明朝初年还沿袭宋元时期的习惯,诗歌没有什么值得采录的。新安的程氏所编纂的《文衡》,只涉及到乐府诗,用意也很微小。等到高启、杨基、张羽、徐贲四位杰出人物在浙东崛起,宋濂、王祎两位学士倡导,就像用原始的车子开启了大车之路,像冰由水凝结且比水更寒冷,贞观、永徽年间,这大概就是明朝诗歌的萌芽吧?弘治、正德年间,何景明、李梦阳两位才俊努力挽回颓败的诗风,使诗歌又恢复了古朴高雅。长沙的李文正诱导奖励众多文人,在朝廷上展现文采。世宗刚即位的时候,己丑年之后,文学气运更加昌盛,天下的作者纷纷响应而来,才华横溢。江西的宰相也致力于选拔人才,开元、天宝时期的诗歌盛况,大概在这里能看到了。庚戌年之后,诗歌的创作遵循大历时期的规范,逐渐向元和时期发展。岭南的类选,蜀郡的诗钞,虽然繁简不同,但选取得都不恰当。这部《盛明百家诗》已经很完备了,其他藏在私人书箱里,保存在名山之中,还没来得及流传的作品,数量仍然比这部书中的多很多倍。然而总之也超不出这部书中所收录的范围。

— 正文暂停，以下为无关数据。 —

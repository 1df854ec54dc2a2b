//! Replay command orchestration.
//!
//! Runs a recorded stream through the engine against a dry-run effector.
//! The clock follows record time, and timers still pending after the last
//! record are drained so every expiry and re-check is accounted for.

use std::collections::BTreeMap;
use std::path::PathBuf;
use std::sync::Arc;

use guildwatch_clock::{Clock, MockClock};
use guildwatch_core::{CommandOutcome, GuardEngine, Logger};
use guildwatch_fs::Filesystem;
use guildwatch_schema::StreamRecord;
use serde::Serialize;

use crate::cli::{CliError, ReplayArgs};
use crate::io::parse_stream;

use super::{dry_run_effector, trusted_actors, AuditSink, CommandResult};

const COMPONENT: &str = "replay";

/// File name of the summary written next to the audit logs.
pub const SUMMARY_FILE: &str = "summary.json";

/// Result of replay command execution.
#[derive(Debug, Serialize)]
pub struct ReplaySummary {
    pub events: usize,
    pub commands: usize,
    /// Scheduled tasks run after the last record.
    pub timers_drained: usize,
    pub audit_records: usize,
    /// Effector calls that went through.
    pub effects: usize,
    /// Effector calls refused by a denied capability.
    pub refused: usize,
    pub audit_titles: BTreeMap<String, usize>,
    pub outcomes: Vec<CommandOutcome>,
    #[serde(skip)]
    pub summary_path: Option<PathBuf>,
}

/// Execute the replay command.
pub fn execute_replay<F>(
    args: &ReplayArgs,
    fs: &F,
    logger: Arc<dyn Logger>,
) -> CommandResult<ReplaySummary>
where
    F: Filesystem + Clone,
{
    let config = args.validate()?;
    let trusted = trusted_actors(fs, &args.guard)?;

    let content = fs.read_file(&args.events)?;
    let records = parse_stream(&content)?;
    logger.verbose(
        COMPONENT,
        &format!(
            "Replaying {} records from {} ({} trusted actors)",
            records.len(),
            args.events.display(),
            trusted.len()
        ),
    );

    let start_ms = records.first().map(StreamRecord::ts_ms).unwrap_or(0);
    let clock = Arc::new(MockClock::new(start_ms));
    let effector = dry_run_effector(&args.deny);
    let mut engine = GuardEngine::new(config, effector.clone(), clock.clone(), logger.clone())
        .map_err(CliError::from)?
        .with_trusted(trusted);

    let mut events = 0;
    let mut outcomes = Vec::new();
    for record in &records {
        // out-of-order lines never move the clock backwards
        clock.set(record.ts_ms().max(clock.now_unix_ms()));
        match engine.apply(record) {
            Some(outcome) => outcomes.push(outcome),
            None => events += 1,
        }
    }
    let timers_drained = engine.drain();

    let mut sink = AuditSink::new(fs.clone(), args.out_dir.as_deref());
    sink.flush(&effector)?;

    let mut summary = ReplaySummary {
        events,
        commands: outcomes.len(),
        timers_drained,
        audit_records: sink.written(),
        effects: sink.effects(),
        refused: sink.refused(),
        audit_titles: sink.titles().clone(),
        outcomes,
        summary_path: None,
    };

    if let Some(out_dir) = &args.out_dir {
        let path = out_dir.join(SUMMARY_FILE);
        let json = serde_json::to_string_pretty(&summary).unwrap_or_default();
        fs.create_dir_all(out_dir)?;
        fs.write_atomic(&path, json.as_bytes())?;
        logger.verbose(COMPONENT, &format!("Wrote {}", path.display()));
        summary.summary_path = Some(path);
    }

    Ok(summary)
}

我们明朝的诗歌,我所著的《新语》与昌谷的《谈艺》、元美的《卮言》,都略微做了一些品评,相互之间有指责批评。大致上诗歌的体格效法汉魏时期,声调以三唐时期为标准,那些不完全符合的,是在寄托兴味方面,因为天赋秉性不同,才情有别罢了。观看的人从相似之处寻求差异,在繁盛的时候考虑到衰落,那么就领悟大半了。从那以后,文人居住的馆舍荒废,甚至变成马厩和婢女的房间,厌恶听闻诗书,把诗歌写作指斥为微不足道的小技艺,于是就有因为言论而遭受谴责的人。即使像李白那样被流放夜郎,像孟浩然那样终身是平民,又有什么遗憾的呢。俞岳率先生因为遭受诽谤而被贬官,最终被弃置不用,却不忘记当初对诗歌的爱好,真可以说是对诗歌有深厚感情了。和尚喜爱佛法,虽然遭遇八种苦难,但心中始终想着菩提;郢地的人抱着璞玉,即使被砍去双脚,仍然多次进献来表明它是宝物。这部书难道只是作者对自己的过分自信吗,而众多的美玉将会因此而被照亮,足以彰显国家的昌盛,流传到后世而不朽,有什么可回避的呢。
注:作者皇甫汸的相关信息如下:
- 字号:字子循,号百泉、百泉子,斋名浩歌亭。
- 籍贯:长洲(今江苏苏州)人。
- 进士:嘉靖八年(1529年)进士。
- 官职:历任工部主事、黄州推官、南京稽勋郎中、开州同知、处州同知、云南佥事等职。
- 著作:著有《长洲艺文志》二十四卷、《百泉子绪论》《解颐新语》《皇甫司勋集》等,辑有《玉涵堂诗选》《忠义拾遗》《白洛原遗稿》等。